La respuesta de Rosen, presentada en su ensayo titulado “La economía de las súper-estrellas”, se dividía en dos partes. La primera se refería a un fenómeno de consumo ‘conjunto’: en mercados donde un solo producto puede ser disfrutado simultáneamente por millones de personas sin que el costo marginal se eleve de manera notable —como una grabación, una transmisión televisiva o un espectáculo en un estadio lleno— los mejores en su campo pueden satisfacer todo el mercado por sí solos. La segunda parte se centraba en la sustitución imperfecta: los consumidores no se conforman fácilmente con un cantante ‘casi tan bueno’ como Domingo si el precio es el mismo. Si van a pagar por una entrada, buscan al mejor. Esta combinación genera mercados en los que unos pocos acumulan la gran mayoría de los ingresos, mientras que muchos otros compiten por lo que queda.

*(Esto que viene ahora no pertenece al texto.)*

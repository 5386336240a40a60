use std::cell::{Cell, RefCell};
use std::rc::Rc;

use tracing::trace;

use crate::error::{ErrorCode, MangoError, MangoResult};

use super::{ArrayData, Function, ObjRef, Object, Payload, TypeDescriptor, TypeTag};

/// Global live-object list. Every object is registered here on allocation;
/// `collect` unregisters everything whose binding count dropped to zero.
#[derive(Debug, Default)]
pub struct Heap {
    live: RefCell<Vec<ObjRef>>,
    limit: Cell<Option<usize>>,
}

impl Heap {
    pub fn new() -> Self {
        Self::default()
    }

    /// Caps the number of live objects; allocation past the cap is a Memory error.
    pub fn with_limit(limit: usize) -> Self {
        let heap = Self::default();
        heap.limit.set(Some(limit));
        heap
    }

    pub fn allocate(&self, tag: TypeTag, payload: Payload) -> MangoResult<ObjRef> {
        if let Some(limit) = self.limit.get() {
            if self.live.borrow().len() >= limit {
                self.collect();
            }
            if self.live.borrow().len() >= limit {
                return Err(MangoError::runtime(ErrorCode::Memory, "Memory allocation error"));
            }
        }
        let obj = Rc::new(Object::new(tag, payload));
        self.live.borrow_mut().push(Rc::clone(&obj));
        Ok(obj)
    }

    pub fn int(&self, value: i32) -> MangoResult<ObjRef> {
        self.allocate(TypeTag::INT, Payload::Int(value))
    }

    pub fn chr(&self, value: u8) -> MangoResult<ObjRef> {
        self.allocate(TypeTag::CHR, Payload::Char(value))
    }

    /// Int or Char depending on `tag`'s base.
    pub fn scalar(&self, tag: TypeTag, value: i32) -> MangoResult<ObjRef> {
        if tag.base() == TypeTag::CHR {
            self.chr(value as u8)
        } else {
            self.int(value)
        }
    }

    pub fn pointer(&self, tag: TypeTag, target: Option<ObjRef>) -> MangoResult<ObjRef> {
        self.allocate(tag.pointer(), Payload::Pointer(target))
    }

    pub fn array(&self, elem: TypeTag, len: usize) -> MangoResult<ObjRef> {
        self.allocate(elem.base().array(), Payload::Array(ArrayData::zeroed(elem, len)))
    }

    /// A string value: pointer to a NUL-terminated chr array.
    pub fn string(&self, bytes: &[u8]) -> MangoResult<ObjRef> {
        let mut buf = Vec::with_capacity(bytes.len() + 1);
        buf.extend_from_slice(bytes);
        buf.push(0);
        let arr = self.allocate(TypeTag::CHR.array(), Payload::Array(ArrayData::from_bytes(&buf)))?;
        self.pointer(TypeTag::CHR, Some(arr))
    }

    pub fn function(&self, func: Function) -> MangoResult<ObjRef> {
        self.allocate(TypeTag::FUNC, Payload::Function(Rc::new(func)))
    }

    pub fn type_descriptor(&self, desc: TypeDescriptor) -> MangoResult<ObjRef> {
        let tag = TypeTag::from_bits(desc.tag.bits() | TypeTag::TYPE);
        self.allocate(tag, Payload::Type(desc))
    }

    /// Copies the payload into a fresh object with a zero count and the `copied` flag set.
    pub fn clone_object(&self, obj: &ObjRef) -> MangoResult<ObjRef> {
        let payload = match &*obj.payload() {
            Payload::Int(v) => Payload::Int(*v),
            Payload::Char(c) => Payload::Char(*c),
            Payload::Array(a) => Payload::Array(a.clone()),
            Payload::Pointer(t) => Payload::Pointer(t.clone()),
            Payload::Function(f) => Payload::Function(Rc::clone(f)),
            Payload::StructTemplate(t) => Payload::StructTemplate(super::StructTemplate {
                name: Rc::clone(&t.name),
                scope: Rc::clone(&t.scope),
            }),
            Payload::StructInstance(i) => Payload::StructInstance(super::StructInstance {
                name: Rc::clone(&i.name),
                scope: Rc::clone(&i.scope),
                template: i.template.clone(),
            }),
            Payload::Type(d) => Payload::Type(d.clone()),
            Payload::DynLib(ext) => Payload::DynLib(Rc::clone(ext)),
            Payload::Freed => Payload::Freed,
        };
        let copy = self.allocate(obj.tag(), payload)?;
        copy.copied.set(true);
        copy.unsigned.set(obj.is_unsigned());
        if let Some(pos) = obj.pos() {
            copy.set_pos(&pos);
        }
        Ok(copy)
    }

    /// Drops every unbound object from the live list; returns how many.
    pub fn collect(&self) -> usize {
        let mut live = self.live.borrow_mut();
        let before = live.len();
        live.retain(|o| o.refcount() > 0);
        let freed = before - live.len();
        if freed > 0 {
            trace!(freed, live = live.len(), "heap sweep");
        }
        freed
    }

    pub fn live_count(&self) -> usize {
        self.live.borrow().len()
    }

    /// Process-exit teardown: clears every payload (breaking reference cycles)
    /// without touching counts, then empties the list.
    pub fn teardown(&self) {
        let live = std::mem::take(&mut *self.live.borrow_mut());
        for obj in &live {
            if let Ok(mut payload) = obj.payload.try_borrow_mut() {
                *payload = Payload::Freed;
            }
        }
        trace!(count = live.len(), "heap teardown");
    }
}

#[cfg(test)]
mod tests {
    use super::*;

    #[test]
    fn allocation_registers_objects() {
        let heap = Heap::new();
        let a = heap.int(1).unwrap();
        let _s = heap.string(b"abc").unwrap();
        assert_eq!(heap.live_count(), 3);
        assert_eq!(a.refcount(), 0);
        assert_eq!(a.size(), 4);
    }

    #[test]
    fn collect_keeps_bound_objects() {
        let heap = Heap::new();
        let kept = heap.int(1).unwrap();
        let _dropped = heap.int(2).unwrap();
        kept.retain();
        assert_eq!(heap.collect(), 1);
        assert_eq!(heap.live_count(), 1);
        assert_eq!(kept.as_int(), Some(1));
    }

    #[test]
    fn limit_triggers_memory_error() {
        let heap = Heap::with_limit(2);
        let a = heap.int(1).unwrap();
        let b = heap.int(2).unwrap();
        a.retain();
        b.retain();
        let err = heap.int(3).unwrap_err();
        assert_eq!(err.code, ErrorCode::Memory);
        b.release();
        assert!(heap.int(4).is_ok(), "sweep should make room");
    }

    #[test]
    fn clone_sets_copied_and_zero_count() {
        let heap = Heap::new();
        let a = heap.string(b"xy").unwrap();
        a.retain();
        let c = heap.clone_object(&a).unwrap();
        assert!(c.is_copied());
        assert_eq!(c.refcount(), 0);
        assert_eq!(c.tag(), TypeTag::CHR.pointer());
        assert!(Rc::ptr_eq(&c.pointee().unwrap(), &a.pointee().unwrap()));
    }

    #[test]
    fn array_sizes_follow_element_width() {
        let heap = Heap::new();
        assert_eq!(heap.array(TypeTag::INT, 5).unwrap().size(), 20);
        assert_eq!(heap.array(TypeTag::CHR, 5).unwrap().size(), 5);
    }

    #[test]
    fn teardown_empties_list() {
        let heap = Heap::new();
        let a = heap.int(5).unwrap();
        heap.teardown();
        assert_eq!(heap.live_count(), 0);
        assert!(matches!(*a.payload(), Payload::Freed));
    }
}
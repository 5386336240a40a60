use std::rc::Rc;

use crate::error::{ErrorCode, MangoError, MangoResult, SourcePos};

use super::format::*;
use super::program::Program;

/// Forward-only reader over a [`Program`]. Opcode handlers consume their
/// payload through it and never touch raw offsets.
#[derive(Clone)]
pub struct Cursor {
    program: Rc<Program>,
    pos: usize,
}

fn truncated() -> MangoError {
    MangoError::bytecode(ErrorCode::InvalidValue, "Unexpected end of bytecode")
}

impl Cursor {
    pub fn new(program: Rc<Program>, pos: usize) -> Self {
        Cursor { program, pos }
    }

    pub fn program(&self) -> &Rc<Program> {
        &self.program
    }

    pub fn position(&self) -> usize {
        self.pos
    }

    pub fn seek(&mut self, pos: usize) {
        self.pos = pos;
    }

    pub fn skip(&mut self, n: usize) -> MangoResult<()> {
        if self.pos + n > self.program.len() {
            return Err(truncated());
        }
        self.pos += n;
        Ok(())
    }

    pub fn at_end(&self) -> bool {
        self.pos >= self.program.len()
    }

    pub fn peek_u8(&self) -> Option<u8> {
        self.program.bytes().get(self.pos).copied()
    }

    pub fn read_u8(&mut self) -> MangoResult<u8> {
        let b = self.peek_u8().ok_or_else(truncated)?;
        self.pos += 1;
        Ok(b)
    }

    pub fn read_u32(&mut self) -> MangoResult<u32> {
        let bytes = self.program.bytes().get(self.pos..self.pos + 4).ok_or_else(truncated)?;
        let value = u32::from_be_bytes([bytes[0], bytes[1], bytes[2], bytes[3]]);
        self.pos += 4;
        Ok(value)
    }

    pub fn read_i32(&mut self) -> MangoResult<i32> {
        self.read_u32().map(|v| v as i32)
    }

    /// Bytes up to the next NUL; the NUL is consumed.
    pub fn read_cstr(&mut self) -> MangoResult<Vec<u8>> {
        let rest = self.program.bytes().get(self.pos..).ok_or_else(truncated)?;
        let len = rest.iter().position(|&b| b == 0).ok_or_else(truncated)?;
        let bytes = rest[..len].to_vec();
        self.pos += len + 1;
        Ok(bytes)
    }

    fn expect(&mut self, signature: u8, what: &str) -> MangoResult<()> {
        let found = self.read_u8()?;
        if found != signature {
            return Err(MangoError::bytecode(
                ErrorCode::InvalidValue,
                format!("expected {what} at offset {}, found {found:#04x}", self.pos - 1),
            ));
        }
        Ok(())
    }

    pub fn read_ident(&mut self) -> MangoResult<String> {
        self.expect(SIG_IDENT, "an identifier")?;
        let bytes = self.read_cstr()?;
        Ok(String::from_utf8_lossy(&bytes).into_owned())
    }

    /// A dotted name: 4-byte count, then that many identifiers.
    pub fn read_path(&mut self) -> MangoResult<Vec<String>> {
        let count = self.read_u32()?;
        (0..count).map(|_| self.read_ident()).collect()
    }

    /// String literal payload after its `0x9E` signature, resolving idata
    /// indices when the program uses a string table.
    pub fn read_string_payload(&mut self) -> MangoResult<Rc<[u8]>> {
        if self.program.uses_idata() {
            let index = self.read_u8()?;
            return self.program.idata(index);
        }
        self.read_cstr().map(Rc::from)
    }

    /// Consumes a position marker if one starts here.
    pub fn read_pos(&mut self, file: Option<&Rc<str>>) -> MangoResult<Option<SourcePos>> {
        if self.peek_u8() != Some(MARK_POS) {
            return Ok(None);
        }
        self.pos += 1;
        let line = self.read_u32()?;
        let column = self.read_u32()?;
        Ok(Some(SourcePos::new(line, column, file.cloned())))
    }

    /// Decodes a position marker at `offset` without moving the cursor.
    pub fn peek_pos_at(&self, offset: usize, file: Option<&Rc<str>>) -> Option<SourcePos> {
        let mut probe = Cursor::new(Rc::clone(&self.program), offset);
        probe.read_pos(file).ok().flatten()
    }
}

#[cfg(test)]
mod tests {
    use super::*;

    fn program(body: &[u8]) -> Rc<Program> {
        let mut bytes = vec![0x0B, b'm', b'c', 0x0E, 0, 0, 0, 0];
        bytes.extend_from_slice(body);
        Program::load(bytes, "t.mc").unwrap()
    }

    #[test]
    fn reads_typed_values() {
        let p = program(&[0x00, 0x00, 0x01, 0x00, 0xFF, 0xFF, 0xFF, 0xFE, 0x9F, b'a', b'b', 0x00]);
        let mut c = Cursor::new(p, HEADER_LEN);
        assert_eq!(c.read_u32().unwrap(), 256);
        assert_eq!(c.read_i32().unwrap(), -2);
        assert_eq!(c.read_ident().unwrap(), "ab");
        assert!(c.at_end());
        assert_eq!(c.read_u8().unwrap_err().message, "Unexpected end of bytecode");
    }

    #[test]
    fn path_of_two() {
        let p = program(&[0, 0, 0, 2, 0x9F, b'p', 0, 0x9F, b'x', 0]);
        let mut c = Cursor::new(p, HEADER_LEN);
        assert_eq!(c.read_path().unwrap(), ["p", "x"]);
    }

    #[test]
    fn position_marker_is_optional() {
        let p = program(&[0xFE, 0, 0, 0, 3, 0, 0, 0, 7, 0x9B]);
        let mut c = Cursor::new(p, HEADER_LEN);
        let file: Rc<str> = "a.mg".into();
        assert_eq!(c.peek_pos_at(HEADER_LEN, Some(&file)).unwrap().line, 3);
        assert_eq!(c.position(), HEADER_LEN);
        let pos = c.read_pos(Some(&file)).unwrap().unwrap();
        assert_eq!((pos.line, pos.column), (3, 7));
        assert!(c.read_pos(None).unwrap().is_none());
        assert_eq!(c.read_u8().unwrap(), 0x9B);
    }

    #[test]
    fn unterminated_string_is_truncation() {
        let p = program(&[0x9F, b'a', b'b']);
        let mut c = Cursor::new(p, HEADER_LEN);
        assert!(c.read_ident().is_err());
    }
}
fn same_value_depth(a: &ObjRef, b: &ObjRef, depth: usize) -> bool {
    if Rc::ptr_eq(a, b) {
        return true;
    }
    if a.tag() != b.tag() || depth == 0 {
        return false;
    }
    let (pa, pb) = (a.payload(), b.payload());
    match (&*pa, &*pb) {
        (Payload::Int(x), Payload::Int(y)) => x == y,
        (Payload::Char(x), Payload::Char(y)) => x == y,
        (Payload::Array(x), Payload::Array(y)) => match (&x.items, &y.items) {
            (ArrayItems::Int(u), ArrayItems::Int(v)) => u == v,
            (ArrayItems::Char(u), ArrayItems::Char(v)) => u == v,
            (ArrayItems::Ptr(u), ArrayItems::Ptr(v)) => {
                u.len() == v.len()
                    && u.iter().zip(v).all(|pair| match pair {
                        (Some(p), Some(q)) => same_value_depth(p, q, depth - 1),
                        (None, None) => true,
                        _ => false,
                    })
            }
            _ => false,
        },
        (Payload::Pointer(x), Payload::Pointer(y)) => match (x, y) {
            (Some(p), Some(q)) => same_value_depth(p, q, depth - 1),
            (None, None) => true,
            _ => false,
        },
        (Payload::Function(f), Payload::Function(g)) => f.name == g.name && f.params.len() == g.params.len(),
        (Payload::Type(x), Payload::Type(y)) => x.name == y.name && x.tag == y.tag,
        _ => match (pa.as_struct(), pb.as_struct()) {
            (Some(s), Some(t)) => {
                let (m, n) = (s.scope().names().entries(), t.scope().names().entries());
                s.struct_name() == t.struct_name()
                    && m.len() == n.len()
                    && m.iter().zip(&n).all(|((k1, v1), (k2, v2))| k1 == k2 && same_value_depth(v1, v2, depth - 1))
            }
            _ => false,
        },
    }
}

impl fmt::Display for Object {
    fn fmt(&self, f: &mut fmt::Formatter<'_>) -> fmt::Result {
        match &*self.payload.borrow() {
            Payload::Int(v) if self.is_unsigned() => write!(f, "{}", *v as u32),
            Payload::Int(v) => write!(f, "{v}"),
            Payload::Char(c) => write!(f, "'{}'", (*c as char).escape_default()),
            Payload::Array(a) => match a.c_string() {
                Some(bytes) => write!(f, "\"{}\"", String::from_utf8_lossy(bytes).escape_default()),
                None => write!(f, "<{} array of {}>", a.elem, a.len()),
            },
            Payload::Pointer(Some(target)) => write!(f, "&{target}"),
            Payload::Pointer(None) => f.write_str("null"),
            Payload::Function(func) => write!(f, "<fun {}>", func.name),
            Payload::StructTemplate(t) => write!(f, "<struct {}>", t.struct_name()),
            Payload::StructInstance(i) => write!(f, "<{} instance>", i.struct_name()),
            Payload::Type(t) => write!(f, "<type {}>", t.name),
            Payload::DynLib(ext) => write!(f, "<dynlib {}>", ext.borrow().path()),
            Payload::Freed => f.write_str("<freed>"),
        }
    }
}

impl fmt::Debug for Object {
    fn fmt(&self, f: &mut fmt::Formatter<'_>) -> fmt::Result {
        f.debug_struct("Object")
            .field("tag", &self.tag)
            .field("refcount", &self.refcount.get())
            .field("value", &format_args!("{self}"))
            .finish()
    }
}

#[cfg(test)]
mod tests {
    use super::*;

    #[test]
    fn tag_flags() {
        let s = TypeTag::CHR.pointer();
        assert!(s.is_pointer());
        assert_eq!(s.base(), TypeTag::CHR);
        assert_eq!(s.bits(), 0x09);
        assert_eq!(s.to_string(), "*chr");
        assert_eq!(TypeTag::INT.array().to_string(), "int[]");
        assert!(TypeTag::INT.is_scalar());
        assert!(!s.is_scalar());
    }

    #[test]
    fn element_sizes() {
        assert_eq!(TypeTag::INT.element_size(), 4);
        assert_eq!(TypeTag::CHR.element_size(), 1);
        assert_eq!(TypeTag::INT.pointer().element_size(), std::mem::size_of::<usize>());
    }

    #[test]
    fn retain_release_pairs_are_idempotent() {
        let o: ObjRef = Rc::new(Object::new(TypeTag::INT, Payload::Int(1)));
        for _ in 0..3 {
            o.retain();
        }
        for _ in 0..3 {
            o.release();
        }
        assert_eq!(o.refcount(), 0);
        o.release();
        o.release();
        assert_eq!(o.refcount(), 0);
        retain(None);
        release(None);
    }

    #[test]
    fn pointer_binding_retains_pointee() {
        let target: ObjRef = Rc::new(Object::new(TypeTag::INT, Payload::Int(7)));
        let p: ObjRef = Rc::new(Object::new(TypeTag::INT.pointer(), Payload::Pointer(Some(Rc::clone(&target)))));
        retain(Some(&p));
        assert_eq!((p.refcount(), target.refcount()), (1, 1));
        release(Some(&p));
        assert_eq!((p.refcount(), target.refcount()), (0, 0));
    }

    #[test]
    fn truthiness() {
        assert!(!Object::new(TypeTag::INT, Payload::Int(0)).is_truthy());
        assert!(Object::new(TypeTag::INT, Payload::Int(-1)).is_truthy());
        assert!(!Object::new(TypeTag::INT.pointer(), Payload::Pointer(None)).is_truthy());
        assert!(!Object::new(TypeTag::CHR, Payload::Char(0)).is_truthy());
        assert!(Object::new(TypeTag::CHR, Payload::Char(b'a')).is_truthy());
    }

    #[test]
    fn string_bytes_stop_at_nul() {
        let arr: ObjRef = Rc::new(Object::new(TypeTag::CHR.array(), Payload::Array(ArrayData::from_bytes(b"hi\0"))));
        let p = Object::new(TypeTag::CHR.pointer(), Payload::Pointer(Some(arr)));
        assert_eq!(p.string_bytes().as_deref(), Some(&b"hi"[..]));
        assert_eq!(p.to_string(), "&\"hi\"");
    }
}
#[cfg(test)]
mod tests {
    use std::collections::HashMap;

    use super::*;
    use crate::bytecode::Program;

    struct MemLoader(HashMap<PathBuf, String>);

    impl SourceLoader for MemLoader {
        fn load(&self, path: &Path) -> MangoResult<String> {
            self.0
                .get(path)
                .cloned()
                .ok_or_else(|| MangoError::runtime(ErrorCode::NoFile, format!("Could not open file '{}'", path.display())))
        }
    }

    fn compile_src(src: &str, idata: bool) -> Vec<u8> {
        let root = parser::parse_source(src, None).unwrap();
        compile(&root, BytecodeMode::Execute, idata).unwrap()
    }

    #[test]
    fn one_plus_two() {
        let bytes = compile_src("1 + 2;", false);
        let mut want = vec![0x0B, b'm', b'c', 0x0E, 0, 0, 0, 0];
        want.extend([0x9D, 0x00, 0x9B, 0, 0, 0, 1, 0x9B, 0, 0, 0, 2, 0xFE, 0, 0, 0, 1, 0, 0, 0, 3, 0x00]);
        assert_eq!(bytes, want);
    }

    #[test]
    fn library_header() {
        let root = parser::parse_source("1;", None).unwrap();
        let bytes = compile(&root, BytecodeMode::Library, false).unwrap();
        assert_eq!(&bytes[..8], &[0x0B, b'm', b'l', 0x0F, 0, 0, 0, 0]);
    }

    #[test]
    fn idata_dedups_literals() {
        let bytes = compile_src("\"hi\"; \"hi\"; \"yo\";", true);
        assert_eq!(bytes[7], FLAG_IDATA);
        assert_eq!(&bytes[8..14], &[0x9E, 0x00, 0x9E, 0x00, 0x9E, 0x01]);
        let program = Program::load(bytes, "t.mc").unwrap();
        assert_eq!(program.idata_len(), 2);
        assert_eq!(&*program.idata(0).unwrap(), b"hi");
        assert_eq!(&*program.idata(1).unwrap(), b"yo");
    }

    #[test]
    fn idata_overflow_is_an_error() {
        let mut table = IdataTable::default();
        for i in 0..IDATA_CAPACITY {
            table.intern(i.to_string().as_bytes()).unwrap();
        }
        assert_eq!(table.intern(b"0").unwrap(), 0);
        assert_eq!(table.intern(b"one too many").unwrap_err().code, ErrorCode::IdataOverflow);
    }

    #[test]
    fn block_length_covers_body() {
        let bytes = compile_src("if (1) -> [ 2; 3; ]", false);
        // D8, cond (5 bytes), count, len
        assert_eq!(bytes[8], 0xD8);
        assert_eq!(&bytes[14..18], &[0, 0, 0, 2]);
        assert_eq!(&bytes[18..22], &[0, 0, 0, 10]);
        assert_eq!(bytes[32], MARK_POS);
    }

    #[test]
    fn library_references_lead_the_stream() {
        let root = parser::parse_source("1;", None).unwrap();
        let bytes = Compiler::new(BytecodeMode::Executable, &FsLoader)
            .with_libraries(vec!["std.ml".into()])
            .compile(&root)
            .unwrap();
        assert_eq!(&bytes[8..17], &[0xE0, 0x9F, b's', b't', b'd', b'.', b'm', b'l', 0]);
    }

    #[test]
    fn includes_are_inlined_and_counted() {
        let mut files = HashMap::new();
        files.insert(PathBuf::from("lib/b.mg"), "int y = 2; y;".to_string());
        let loader = MemLoader(files);
        let root = parser::parse_source("fun int f() -> [ include 'b.mg'; ]", Some("lib/a.mg")).unwrap();
        let bytes = Compiler::new(BytecodeMode::Execute, &loader).compile(&root).unwrap();
        let text = String::from_utf8_lossy(&bytes);
        assert!(text.contains("lib/b.mg"), "file marker for the included file");
        let count_at = bytes.iter().position(|&b| b == 0xDC).unwrap();
        // the funcdec follows 0xDC; the body count comes right after its position marker
        let dec_end = bytes[count_at..].iter().position(|&b| b == MARK_POS).unwrap() + count_at + 9;
        assert_eq!(&bytes[dec_end..dec_end + 4], &[0, 0, 0, 2]);
    }

    #[test]
    fn include_cycle_stops_silently() {
        let mut files = HashMap::new();
        files.insert(PathBuf::from("a.mg"), "include 'a.mg'; 1;".to_string());
        let loader = MemLoader(files);
        let root = parser::parse_source("include 'a.mg';", Some("a.mg")).unwrap();
        assert!(Compiler::new(BytecodeMode::Execute, &loader).compile(&root).is_ok());
    }

    #[test]
    fn missing_include_is_nofile() {
        let loader = MemLoader(HashMap::new());
        let root = parser::parse_source("include 'gone.mg';", Some("a.mg")).unwrap();
        let err = Compiler::new(BytecodeMode::Execute, &loader).compile(&root).unwrap_err();
        assert_eq!(err.code, ErrorCode::NoFile);
        assert_eq!(err.pos.unwrap().line, 1);
    }

    #[test]
    fn stray_else_is_unimplemented() {
        let node = Node::new(NodeKind::Else { body: vec![] }, SourcePos::new(1, 1, None));
        let root = Node::new(NodeKind::Statements { body: vec![node] }, SourcePos::default());
        let err = compile(&root, BytecodeMode::Execute, false).unwrap_err();
        assert_eq!(err.code, ErrorCode::BytecodeUnimplemented);
    }
}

En 1981, esta dinámica predominaba en el espectáculo. Lo que Rosen no podía prever es que, 45 años después, su modelo describiría de manera precisa la estructura de los mercados globales.
Pasemos a la actualidad: el tercio más lucrativo de las acciones del S&P 500 ahora representa dos tercios de la capitalización total del índice, alcanzando el nivel más alto desde 1963, incluso más extremo que el de 1932, según los datos que circularon recientemente en importantes informes de Wall Street. Los principales actores, identificados como “Los Siete Magníficos” —un guiño a un clásico del cine— son Nvidia, Apple, Microsoft, Meta, Alphabet, Amazon y Tesla. En 2016, estas siete compañías representaban el 12,5% del S&P 500. Hoy, ese porcentaje ha subido al 33,3%. Esto plantea una interrogante similar a la que planteó Rosen para los tenistas: ¿es la diferencia de ‘talento’ entre estas empresas y sus competidoras suficiente para justificar una concentración tan notable? ¿O hay otras dinámicas en acción?
Una teoría adicional que complementa esta idea provino de Brian Arthur, economista del Instituto Santa Fe, cuyas ideas hemos mencionado con frecuencia en columnas más técnicas. En la década de 1990, Arthur desarrolló la teoría de los ‘retornos crecientes’. Su argumento es que, a diferencia de las industrias tradicionales, donde una mayor producción a menudo resulta en costos más elevados, en el entorno actual los beneficios crecen de forma exponencial, favoreciendo a las empresas que ya tienen una fuerte presencia en el mercado.